[Task details]
For the entries below, the expected answer is the line with "filename crates/relay-llm/src/plan.rs", the line with "configs. All of", and every line between them, exactly as written, and nothing more.

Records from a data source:
<<<<

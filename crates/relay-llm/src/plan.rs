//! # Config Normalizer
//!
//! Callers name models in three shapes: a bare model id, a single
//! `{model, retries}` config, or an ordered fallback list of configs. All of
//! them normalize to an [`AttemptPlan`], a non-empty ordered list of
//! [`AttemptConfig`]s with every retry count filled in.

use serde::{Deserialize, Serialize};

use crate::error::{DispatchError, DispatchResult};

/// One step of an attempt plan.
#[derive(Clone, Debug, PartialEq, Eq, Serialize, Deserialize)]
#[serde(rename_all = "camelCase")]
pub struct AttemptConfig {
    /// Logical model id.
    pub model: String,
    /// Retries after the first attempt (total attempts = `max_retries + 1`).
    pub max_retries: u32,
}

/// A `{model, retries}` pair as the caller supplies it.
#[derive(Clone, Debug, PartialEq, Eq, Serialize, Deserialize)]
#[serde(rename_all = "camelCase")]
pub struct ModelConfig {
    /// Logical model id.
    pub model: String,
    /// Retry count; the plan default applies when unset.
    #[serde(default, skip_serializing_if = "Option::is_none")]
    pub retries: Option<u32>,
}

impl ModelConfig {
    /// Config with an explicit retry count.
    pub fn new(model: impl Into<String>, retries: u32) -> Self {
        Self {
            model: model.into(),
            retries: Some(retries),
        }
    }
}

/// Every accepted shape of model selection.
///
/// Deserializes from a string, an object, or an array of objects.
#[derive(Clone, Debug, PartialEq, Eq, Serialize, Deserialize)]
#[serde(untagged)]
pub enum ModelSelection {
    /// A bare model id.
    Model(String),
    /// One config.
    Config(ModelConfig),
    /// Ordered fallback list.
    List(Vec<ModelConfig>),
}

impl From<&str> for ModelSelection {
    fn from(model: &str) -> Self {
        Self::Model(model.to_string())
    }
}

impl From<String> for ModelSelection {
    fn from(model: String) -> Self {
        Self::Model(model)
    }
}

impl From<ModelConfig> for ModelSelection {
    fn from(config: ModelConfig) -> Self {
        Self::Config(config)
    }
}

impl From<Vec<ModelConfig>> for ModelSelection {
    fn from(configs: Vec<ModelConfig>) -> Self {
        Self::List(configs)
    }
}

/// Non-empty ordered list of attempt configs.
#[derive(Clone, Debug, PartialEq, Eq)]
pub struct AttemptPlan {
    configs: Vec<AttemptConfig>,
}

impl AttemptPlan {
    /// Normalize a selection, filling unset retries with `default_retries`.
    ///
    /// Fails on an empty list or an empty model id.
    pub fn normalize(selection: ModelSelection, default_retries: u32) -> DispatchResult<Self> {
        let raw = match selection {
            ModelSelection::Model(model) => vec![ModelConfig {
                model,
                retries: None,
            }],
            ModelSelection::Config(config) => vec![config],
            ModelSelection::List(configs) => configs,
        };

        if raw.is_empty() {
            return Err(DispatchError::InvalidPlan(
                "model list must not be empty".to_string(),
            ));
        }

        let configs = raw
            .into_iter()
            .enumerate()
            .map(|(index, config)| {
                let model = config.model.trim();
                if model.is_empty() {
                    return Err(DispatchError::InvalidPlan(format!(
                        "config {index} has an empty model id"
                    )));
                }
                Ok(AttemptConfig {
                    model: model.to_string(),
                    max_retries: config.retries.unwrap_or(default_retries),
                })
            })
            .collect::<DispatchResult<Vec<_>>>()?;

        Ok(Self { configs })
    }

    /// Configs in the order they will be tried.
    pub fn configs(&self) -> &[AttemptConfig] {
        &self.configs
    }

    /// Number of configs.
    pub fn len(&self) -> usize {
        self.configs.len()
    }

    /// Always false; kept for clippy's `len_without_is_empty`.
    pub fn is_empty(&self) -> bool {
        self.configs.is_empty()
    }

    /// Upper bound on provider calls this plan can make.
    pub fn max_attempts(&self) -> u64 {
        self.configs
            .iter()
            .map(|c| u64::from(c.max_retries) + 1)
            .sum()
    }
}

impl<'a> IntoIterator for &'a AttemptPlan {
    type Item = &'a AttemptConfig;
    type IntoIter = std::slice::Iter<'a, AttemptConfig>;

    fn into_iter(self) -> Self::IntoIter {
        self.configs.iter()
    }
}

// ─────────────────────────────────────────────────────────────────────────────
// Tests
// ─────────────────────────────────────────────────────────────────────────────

>>>>
<<<<

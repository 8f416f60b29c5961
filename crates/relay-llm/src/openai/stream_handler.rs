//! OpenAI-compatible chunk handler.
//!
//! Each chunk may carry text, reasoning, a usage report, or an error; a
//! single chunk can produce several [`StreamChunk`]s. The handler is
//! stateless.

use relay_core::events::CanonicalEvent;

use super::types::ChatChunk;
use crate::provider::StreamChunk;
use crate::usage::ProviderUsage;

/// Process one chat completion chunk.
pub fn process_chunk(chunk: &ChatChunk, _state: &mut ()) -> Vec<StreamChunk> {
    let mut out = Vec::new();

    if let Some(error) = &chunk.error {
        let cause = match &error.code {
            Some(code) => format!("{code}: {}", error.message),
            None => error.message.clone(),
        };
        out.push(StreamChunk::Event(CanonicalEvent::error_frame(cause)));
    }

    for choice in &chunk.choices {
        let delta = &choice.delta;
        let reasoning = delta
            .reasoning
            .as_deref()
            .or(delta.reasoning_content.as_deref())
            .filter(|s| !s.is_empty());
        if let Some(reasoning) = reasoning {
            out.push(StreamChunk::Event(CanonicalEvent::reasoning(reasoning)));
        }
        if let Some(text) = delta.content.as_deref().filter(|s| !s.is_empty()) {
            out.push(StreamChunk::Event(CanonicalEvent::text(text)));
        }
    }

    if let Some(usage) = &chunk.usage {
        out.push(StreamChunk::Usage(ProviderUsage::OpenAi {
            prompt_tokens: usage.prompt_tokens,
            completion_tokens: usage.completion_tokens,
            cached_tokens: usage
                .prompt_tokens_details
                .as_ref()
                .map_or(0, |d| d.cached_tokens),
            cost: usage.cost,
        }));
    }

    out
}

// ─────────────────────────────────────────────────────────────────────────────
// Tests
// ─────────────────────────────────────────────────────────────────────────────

>>>>
<<<<

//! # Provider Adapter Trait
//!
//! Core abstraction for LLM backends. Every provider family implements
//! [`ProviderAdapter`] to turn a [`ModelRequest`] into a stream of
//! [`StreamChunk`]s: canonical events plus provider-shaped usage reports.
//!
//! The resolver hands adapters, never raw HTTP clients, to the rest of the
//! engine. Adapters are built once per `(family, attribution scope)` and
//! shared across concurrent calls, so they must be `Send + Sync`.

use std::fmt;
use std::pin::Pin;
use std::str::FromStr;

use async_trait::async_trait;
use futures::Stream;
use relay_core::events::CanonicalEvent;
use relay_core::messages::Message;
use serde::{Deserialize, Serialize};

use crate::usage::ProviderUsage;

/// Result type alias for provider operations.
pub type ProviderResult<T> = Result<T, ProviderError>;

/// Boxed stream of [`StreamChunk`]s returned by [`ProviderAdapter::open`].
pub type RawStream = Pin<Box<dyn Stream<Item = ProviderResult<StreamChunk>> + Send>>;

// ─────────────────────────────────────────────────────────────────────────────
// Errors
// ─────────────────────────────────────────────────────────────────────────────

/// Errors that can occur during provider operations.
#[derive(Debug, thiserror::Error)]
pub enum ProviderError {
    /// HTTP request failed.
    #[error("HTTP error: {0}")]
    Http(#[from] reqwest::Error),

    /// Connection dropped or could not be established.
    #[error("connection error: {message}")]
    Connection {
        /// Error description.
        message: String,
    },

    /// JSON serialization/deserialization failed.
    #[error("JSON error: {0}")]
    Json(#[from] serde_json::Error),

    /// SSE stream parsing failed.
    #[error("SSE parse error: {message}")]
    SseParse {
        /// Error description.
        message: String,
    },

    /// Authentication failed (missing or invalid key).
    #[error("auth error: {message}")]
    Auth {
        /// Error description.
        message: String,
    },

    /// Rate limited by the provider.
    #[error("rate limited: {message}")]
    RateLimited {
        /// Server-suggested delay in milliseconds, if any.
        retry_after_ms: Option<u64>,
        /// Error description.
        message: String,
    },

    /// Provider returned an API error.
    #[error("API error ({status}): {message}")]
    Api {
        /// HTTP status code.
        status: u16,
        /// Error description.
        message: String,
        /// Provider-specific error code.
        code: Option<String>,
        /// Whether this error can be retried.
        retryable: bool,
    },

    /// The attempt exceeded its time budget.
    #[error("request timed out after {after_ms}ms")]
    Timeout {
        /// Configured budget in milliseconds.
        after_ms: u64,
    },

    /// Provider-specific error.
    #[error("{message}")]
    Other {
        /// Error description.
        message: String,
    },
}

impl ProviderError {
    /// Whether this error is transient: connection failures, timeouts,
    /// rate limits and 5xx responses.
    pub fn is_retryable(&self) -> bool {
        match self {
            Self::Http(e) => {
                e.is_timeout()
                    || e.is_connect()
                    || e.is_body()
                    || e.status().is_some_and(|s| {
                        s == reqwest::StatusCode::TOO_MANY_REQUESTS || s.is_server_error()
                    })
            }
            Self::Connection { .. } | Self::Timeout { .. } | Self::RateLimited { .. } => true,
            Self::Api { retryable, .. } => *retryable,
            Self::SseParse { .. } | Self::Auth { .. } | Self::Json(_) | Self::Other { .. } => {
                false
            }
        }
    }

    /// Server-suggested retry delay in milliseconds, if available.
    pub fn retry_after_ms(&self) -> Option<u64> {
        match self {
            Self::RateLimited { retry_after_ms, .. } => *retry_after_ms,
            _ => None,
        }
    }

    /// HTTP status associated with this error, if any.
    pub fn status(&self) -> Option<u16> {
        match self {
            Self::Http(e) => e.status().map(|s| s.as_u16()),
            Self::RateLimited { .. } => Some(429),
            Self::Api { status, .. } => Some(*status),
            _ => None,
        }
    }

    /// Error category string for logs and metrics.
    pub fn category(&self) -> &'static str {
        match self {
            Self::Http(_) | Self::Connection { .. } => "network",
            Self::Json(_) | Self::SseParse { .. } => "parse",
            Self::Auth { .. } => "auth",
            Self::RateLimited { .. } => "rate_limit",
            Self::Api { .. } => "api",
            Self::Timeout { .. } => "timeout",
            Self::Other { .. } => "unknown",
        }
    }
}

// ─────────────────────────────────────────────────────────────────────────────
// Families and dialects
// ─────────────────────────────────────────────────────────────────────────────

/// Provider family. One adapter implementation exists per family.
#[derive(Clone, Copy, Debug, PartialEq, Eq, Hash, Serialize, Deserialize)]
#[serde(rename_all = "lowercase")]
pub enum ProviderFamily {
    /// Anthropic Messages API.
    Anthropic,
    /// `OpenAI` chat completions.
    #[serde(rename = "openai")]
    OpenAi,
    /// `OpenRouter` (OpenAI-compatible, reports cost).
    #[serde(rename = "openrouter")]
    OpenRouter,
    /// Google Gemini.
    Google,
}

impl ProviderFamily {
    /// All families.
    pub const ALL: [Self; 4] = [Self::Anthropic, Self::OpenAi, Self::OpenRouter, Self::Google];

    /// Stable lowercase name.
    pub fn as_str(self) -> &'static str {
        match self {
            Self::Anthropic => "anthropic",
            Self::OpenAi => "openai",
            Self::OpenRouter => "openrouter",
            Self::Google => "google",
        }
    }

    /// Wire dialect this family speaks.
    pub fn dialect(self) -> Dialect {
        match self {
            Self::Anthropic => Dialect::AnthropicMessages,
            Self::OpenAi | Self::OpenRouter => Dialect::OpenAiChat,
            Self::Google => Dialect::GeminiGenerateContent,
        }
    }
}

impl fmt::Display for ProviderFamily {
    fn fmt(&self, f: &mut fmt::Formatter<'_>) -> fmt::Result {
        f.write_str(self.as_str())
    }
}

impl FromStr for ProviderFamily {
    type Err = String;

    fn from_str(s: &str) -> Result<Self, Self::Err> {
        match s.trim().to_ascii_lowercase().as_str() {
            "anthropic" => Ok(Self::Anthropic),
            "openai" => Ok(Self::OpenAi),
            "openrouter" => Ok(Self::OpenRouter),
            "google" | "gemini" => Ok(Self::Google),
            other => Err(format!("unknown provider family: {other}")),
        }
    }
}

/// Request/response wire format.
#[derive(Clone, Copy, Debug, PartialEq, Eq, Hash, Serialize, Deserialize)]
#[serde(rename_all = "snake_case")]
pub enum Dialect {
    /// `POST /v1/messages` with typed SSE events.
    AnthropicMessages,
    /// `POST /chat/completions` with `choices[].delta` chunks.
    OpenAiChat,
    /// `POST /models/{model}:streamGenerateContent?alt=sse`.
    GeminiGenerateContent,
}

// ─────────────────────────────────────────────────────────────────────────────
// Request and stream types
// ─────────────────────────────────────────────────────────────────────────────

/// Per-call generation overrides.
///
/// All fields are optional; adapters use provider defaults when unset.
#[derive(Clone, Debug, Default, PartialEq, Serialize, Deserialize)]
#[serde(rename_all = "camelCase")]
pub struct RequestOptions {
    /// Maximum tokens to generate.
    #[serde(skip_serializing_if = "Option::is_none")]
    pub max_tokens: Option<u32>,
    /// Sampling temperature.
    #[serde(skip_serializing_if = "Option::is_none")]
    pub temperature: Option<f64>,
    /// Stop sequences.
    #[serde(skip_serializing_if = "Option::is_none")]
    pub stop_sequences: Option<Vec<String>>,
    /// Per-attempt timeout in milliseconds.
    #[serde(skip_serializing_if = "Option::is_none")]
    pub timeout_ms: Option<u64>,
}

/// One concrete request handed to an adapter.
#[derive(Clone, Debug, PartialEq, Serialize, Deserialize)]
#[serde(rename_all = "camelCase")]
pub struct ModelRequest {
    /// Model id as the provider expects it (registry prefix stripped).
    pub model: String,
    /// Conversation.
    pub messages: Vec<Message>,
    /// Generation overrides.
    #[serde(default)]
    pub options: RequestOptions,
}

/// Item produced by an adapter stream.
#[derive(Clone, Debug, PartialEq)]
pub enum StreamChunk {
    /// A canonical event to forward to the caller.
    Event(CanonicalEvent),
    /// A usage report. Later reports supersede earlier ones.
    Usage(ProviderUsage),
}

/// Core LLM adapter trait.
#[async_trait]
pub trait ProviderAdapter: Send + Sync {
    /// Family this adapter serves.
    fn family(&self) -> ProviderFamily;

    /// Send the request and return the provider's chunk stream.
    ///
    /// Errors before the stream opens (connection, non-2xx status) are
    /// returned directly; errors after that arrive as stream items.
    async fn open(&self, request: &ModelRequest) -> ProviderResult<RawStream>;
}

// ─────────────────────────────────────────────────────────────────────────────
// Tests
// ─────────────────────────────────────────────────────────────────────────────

>>>>

[Reply]
filename crates/relay-llm/src/plan.rs
//! # Config Normalizer
//!
//! Callers name models in three shapes: a bare model id, a single
//! `{model, retries}` config, or an ordered fallback list of configs. All of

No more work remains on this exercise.